### About this exercise
Transcribe exactly the line that contains "let body_bottom = self.open.min(self.close);" and every line below it in the listing, through the last, and no other lines.
══════════
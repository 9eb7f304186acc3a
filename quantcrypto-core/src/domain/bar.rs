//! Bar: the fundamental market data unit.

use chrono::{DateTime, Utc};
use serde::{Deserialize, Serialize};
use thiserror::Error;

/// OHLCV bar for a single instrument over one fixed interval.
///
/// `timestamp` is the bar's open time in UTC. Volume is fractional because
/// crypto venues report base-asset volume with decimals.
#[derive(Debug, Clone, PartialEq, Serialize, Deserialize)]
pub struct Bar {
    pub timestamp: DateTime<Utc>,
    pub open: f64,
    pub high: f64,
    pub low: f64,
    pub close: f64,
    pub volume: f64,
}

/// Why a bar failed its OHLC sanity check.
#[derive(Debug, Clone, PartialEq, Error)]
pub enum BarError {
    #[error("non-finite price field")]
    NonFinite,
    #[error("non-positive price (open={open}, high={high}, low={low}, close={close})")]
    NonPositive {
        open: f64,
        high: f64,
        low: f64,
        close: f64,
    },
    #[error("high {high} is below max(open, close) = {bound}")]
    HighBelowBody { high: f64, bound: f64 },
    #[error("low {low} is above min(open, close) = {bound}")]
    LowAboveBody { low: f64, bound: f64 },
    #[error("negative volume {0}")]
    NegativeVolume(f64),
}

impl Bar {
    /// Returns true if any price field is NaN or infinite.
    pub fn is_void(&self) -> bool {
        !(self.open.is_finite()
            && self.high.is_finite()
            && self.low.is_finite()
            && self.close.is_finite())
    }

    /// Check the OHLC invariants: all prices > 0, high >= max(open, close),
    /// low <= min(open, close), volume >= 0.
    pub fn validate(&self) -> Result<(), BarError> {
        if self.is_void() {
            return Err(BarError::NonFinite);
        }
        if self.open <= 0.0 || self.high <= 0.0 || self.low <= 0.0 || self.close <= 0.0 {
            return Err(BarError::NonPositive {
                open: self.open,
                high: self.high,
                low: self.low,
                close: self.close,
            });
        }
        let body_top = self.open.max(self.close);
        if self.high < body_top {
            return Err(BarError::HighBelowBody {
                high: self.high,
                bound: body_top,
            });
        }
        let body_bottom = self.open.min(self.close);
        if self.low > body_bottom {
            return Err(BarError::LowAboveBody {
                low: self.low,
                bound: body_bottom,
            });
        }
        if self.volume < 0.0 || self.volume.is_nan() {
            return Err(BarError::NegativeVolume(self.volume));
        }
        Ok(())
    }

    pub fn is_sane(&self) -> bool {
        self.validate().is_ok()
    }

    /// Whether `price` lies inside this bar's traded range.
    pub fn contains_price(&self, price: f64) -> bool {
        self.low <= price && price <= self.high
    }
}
══════════
### Exercise response
        let body_bottom = self.open.min(self.close);
        if self.low > body_bottom {
            return Err(BarError::LowAboveBody {
                low: self.low,
                bound: body_bottom,
            });
        }
        if self.volume < 0.0 || self.volume.is_nan() {
            return Err(BarError::NegativeVolume(self.volume));
        }
        Ok(())
    }

    pub fn is_sane(&self) -> bool {
        self.validate().is_ok()
    }

    /// Whether `price` lies inside this bar's traded range.
    pub fn contains_price(&self, price: f64) -> bool {
        self.low <= price && price <= self.high
    }
}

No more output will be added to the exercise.